* WORKING DATA *
####################

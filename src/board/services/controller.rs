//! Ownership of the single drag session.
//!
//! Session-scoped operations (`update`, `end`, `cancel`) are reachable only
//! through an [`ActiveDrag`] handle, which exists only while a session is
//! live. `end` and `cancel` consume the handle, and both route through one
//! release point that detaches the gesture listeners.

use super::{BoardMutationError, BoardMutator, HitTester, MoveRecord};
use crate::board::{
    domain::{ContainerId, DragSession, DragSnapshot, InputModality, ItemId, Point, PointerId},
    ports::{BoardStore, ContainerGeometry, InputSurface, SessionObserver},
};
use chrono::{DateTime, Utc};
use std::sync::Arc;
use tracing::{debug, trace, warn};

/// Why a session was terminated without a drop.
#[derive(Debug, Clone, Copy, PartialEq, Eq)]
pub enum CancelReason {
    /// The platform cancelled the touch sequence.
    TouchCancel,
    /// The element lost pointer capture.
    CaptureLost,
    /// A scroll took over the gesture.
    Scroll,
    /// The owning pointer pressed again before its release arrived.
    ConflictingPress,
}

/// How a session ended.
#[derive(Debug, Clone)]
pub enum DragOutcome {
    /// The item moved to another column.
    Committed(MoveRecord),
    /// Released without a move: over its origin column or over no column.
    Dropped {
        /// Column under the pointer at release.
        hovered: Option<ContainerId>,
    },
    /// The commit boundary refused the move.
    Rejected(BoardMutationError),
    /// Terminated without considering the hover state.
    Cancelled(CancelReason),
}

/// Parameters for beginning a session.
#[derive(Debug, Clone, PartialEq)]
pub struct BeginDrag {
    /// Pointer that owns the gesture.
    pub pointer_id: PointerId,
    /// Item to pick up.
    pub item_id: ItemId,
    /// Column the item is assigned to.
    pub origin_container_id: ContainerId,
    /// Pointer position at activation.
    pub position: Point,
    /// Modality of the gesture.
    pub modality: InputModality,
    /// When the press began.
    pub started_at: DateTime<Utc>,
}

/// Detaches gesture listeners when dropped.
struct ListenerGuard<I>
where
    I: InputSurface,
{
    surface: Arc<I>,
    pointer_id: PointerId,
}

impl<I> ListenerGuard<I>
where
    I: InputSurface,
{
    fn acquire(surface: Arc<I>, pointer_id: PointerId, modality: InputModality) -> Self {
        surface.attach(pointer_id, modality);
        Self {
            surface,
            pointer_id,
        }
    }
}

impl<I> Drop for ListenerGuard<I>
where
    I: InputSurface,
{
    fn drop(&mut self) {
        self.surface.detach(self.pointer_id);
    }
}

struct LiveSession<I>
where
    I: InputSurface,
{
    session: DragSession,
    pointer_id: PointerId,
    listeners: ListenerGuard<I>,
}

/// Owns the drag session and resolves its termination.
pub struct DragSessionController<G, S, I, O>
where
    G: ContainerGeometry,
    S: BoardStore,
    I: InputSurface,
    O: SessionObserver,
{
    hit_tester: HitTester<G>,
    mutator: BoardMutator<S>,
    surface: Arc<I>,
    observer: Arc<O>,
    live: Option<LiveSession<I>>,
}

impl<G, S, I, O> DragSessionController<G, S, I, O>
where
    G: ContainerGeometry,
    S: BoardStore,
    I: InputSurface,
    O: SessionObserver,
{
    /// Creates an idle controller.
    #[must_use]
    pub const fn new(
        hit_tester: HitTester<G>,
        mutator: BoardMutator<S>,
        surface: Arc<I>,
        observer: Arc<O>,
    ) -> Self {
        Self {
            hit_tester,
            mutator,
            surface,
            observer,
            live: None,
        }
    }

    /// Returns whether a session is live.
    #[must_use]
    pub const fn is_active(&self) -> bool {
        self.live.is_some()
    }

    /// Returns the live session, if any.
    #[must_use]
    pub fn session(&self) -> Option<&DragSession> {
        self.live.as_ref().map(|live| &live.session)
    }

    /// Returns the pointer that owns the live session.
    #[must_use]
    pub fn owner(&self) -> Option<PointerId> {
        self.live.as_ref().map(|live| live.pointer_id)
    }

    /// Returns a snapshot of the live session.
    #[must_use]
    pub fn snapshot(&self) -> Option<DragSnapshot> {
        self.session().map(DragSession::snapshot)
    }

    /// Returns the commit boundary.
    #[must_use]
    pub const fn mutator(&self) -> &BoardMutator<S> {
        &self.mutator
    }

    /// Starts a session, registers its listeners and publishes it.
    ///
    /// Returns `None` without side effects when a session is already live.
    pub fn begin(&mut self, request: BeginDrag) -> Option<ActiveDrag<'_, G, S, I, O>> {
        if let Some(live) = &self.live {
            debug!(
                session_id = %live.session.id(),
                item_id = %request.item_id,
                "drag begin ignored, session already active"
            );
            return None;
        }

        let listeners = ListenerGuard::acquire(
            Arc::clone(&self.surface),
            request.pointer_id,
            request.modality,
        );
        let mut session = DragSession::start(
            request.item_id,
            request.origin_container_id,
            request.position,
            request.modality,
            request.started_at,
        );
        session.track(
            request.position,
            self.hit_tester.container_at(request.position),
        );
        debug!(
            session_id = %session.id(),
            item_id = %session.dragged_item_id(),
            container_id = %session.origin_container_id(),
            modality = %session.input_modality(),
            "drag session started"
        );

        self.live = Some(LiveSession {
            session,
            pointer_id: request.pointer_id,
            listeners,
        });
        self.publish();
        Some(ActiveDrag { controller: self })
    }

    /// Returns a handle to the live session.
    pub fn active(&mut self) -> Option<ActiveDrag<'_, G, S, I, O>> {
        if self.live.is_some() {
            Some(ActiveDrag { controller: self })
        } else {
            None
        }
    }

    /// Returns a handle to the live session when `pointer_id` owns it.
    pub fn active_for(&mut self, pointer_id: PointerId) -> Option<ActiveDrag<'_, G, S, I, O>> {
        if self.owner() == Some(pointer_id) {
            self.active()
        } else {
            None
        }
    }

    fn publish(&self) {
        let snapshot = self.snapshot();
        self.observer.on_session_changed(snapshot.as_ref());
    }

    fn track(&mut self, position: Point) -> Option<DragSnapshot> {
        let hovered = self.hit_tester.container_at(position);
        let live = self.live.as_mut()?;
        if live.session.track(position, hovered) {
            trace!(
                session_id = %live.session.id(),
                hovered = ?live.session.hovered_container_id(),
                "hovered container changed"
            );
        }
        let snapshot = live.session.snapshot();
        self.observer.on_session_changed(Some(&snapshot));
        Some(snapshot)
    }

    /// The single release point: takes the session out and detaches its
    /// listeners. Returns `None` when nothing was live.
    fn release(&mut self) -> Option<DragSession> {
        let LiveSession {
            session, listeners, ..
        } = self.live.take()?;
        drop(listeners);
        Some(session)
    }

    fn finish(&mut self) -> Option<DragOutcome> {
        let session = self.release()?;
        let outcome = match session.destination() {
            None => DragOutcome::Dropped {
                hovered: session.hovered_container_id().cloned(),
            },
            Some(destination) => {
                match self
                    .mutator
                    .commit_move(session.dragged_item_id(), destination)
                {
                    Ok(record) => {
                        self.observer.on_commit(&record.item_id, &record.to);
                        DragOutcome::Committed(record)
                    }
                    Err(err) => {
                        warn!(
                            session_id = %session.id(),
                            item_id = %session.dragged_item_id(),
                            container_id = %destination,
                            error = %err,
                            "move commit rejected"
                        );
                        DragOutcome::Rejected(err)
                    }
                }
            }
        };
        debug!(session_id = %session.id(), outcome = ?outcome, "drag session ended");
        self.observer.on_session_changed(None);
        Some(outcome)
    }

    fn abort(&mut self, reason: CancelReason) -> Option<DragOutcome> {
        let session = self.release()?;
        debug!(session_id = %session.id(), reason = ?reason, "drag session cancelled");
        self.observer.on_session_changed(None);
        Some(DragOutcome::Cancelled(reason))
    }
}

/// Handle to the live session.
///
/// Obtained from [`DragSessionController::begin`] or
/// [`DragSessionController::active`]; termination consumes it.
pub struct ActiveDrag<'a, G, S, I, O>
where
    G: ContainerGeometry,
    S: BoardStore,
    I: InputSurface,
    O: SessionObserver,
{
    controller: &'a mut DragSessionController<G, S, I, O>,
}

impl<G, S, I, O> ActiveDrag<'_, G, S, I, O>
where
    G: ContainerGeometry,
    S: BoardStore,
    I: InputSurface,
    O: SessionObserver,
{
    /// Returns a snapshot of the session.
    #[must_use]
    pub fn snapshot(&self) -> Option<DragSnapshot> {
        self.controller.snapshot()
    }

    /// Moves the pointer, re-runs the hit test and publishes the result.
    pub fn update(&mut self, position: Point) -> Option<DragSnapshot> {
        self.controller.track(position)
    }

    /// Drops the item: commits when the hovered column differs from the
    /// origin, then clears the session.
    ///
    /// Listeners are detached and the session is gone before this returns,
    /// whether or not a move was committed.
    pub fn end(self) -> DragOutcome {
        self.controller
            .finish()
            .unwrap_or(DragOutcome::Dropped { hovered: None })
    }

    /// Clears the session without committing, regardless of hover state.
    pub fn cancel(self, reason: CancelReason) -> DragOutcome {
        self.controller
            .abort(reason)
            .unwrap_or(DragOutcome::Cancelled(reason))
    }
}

####################

Set down the lines above as they stand, starting with the first line and ending with the line that contains "pub enum DragOutcome".

filename src/board/services/controller.rs
//! Ownership of the single drag session.
//!
//! Session-scoped operations (`update`, `end`, `cancel`) are reachable only
//! through an [`ActiveDrag`] handle, which exists only while a session is
//! live. `end` and `cancel` consume the handle, and both route through one
//! release point that detaches the gesture listeners.

use super::{BoardMutationError, BoardMutator, HitTester, MoveRecord};
use crate::board::{
    domain::{ContainerId, DragSession, DragSnapshot, InputModality, ItemId, Point, PointerId},
    ports::{BoardStore, ContainerGeometry, InputSurface, SessionObserver},
};
use chrono::{DateTime, Utc};
use std::sync::Arc;
use tracing::{debug, trace, warn};

/// Why a session was terminated without a drop.
#[derive(Debug, Clone, Copy, PartialEq, Eq)]
pub enum CancelReason {
    /// The platform cancelled the touch sequence.
    TouchCancel,
    /// The element lost pointer capture.
    CaptureLost,
    /// A scroll took over the gesture.
    Scroll,
    /// The owning pointer pressed again before its release arrived.
    ConflictingPress,
}

/// How a session ended.
#[derive(Debug, Clone)]
pub enum DragOutcome {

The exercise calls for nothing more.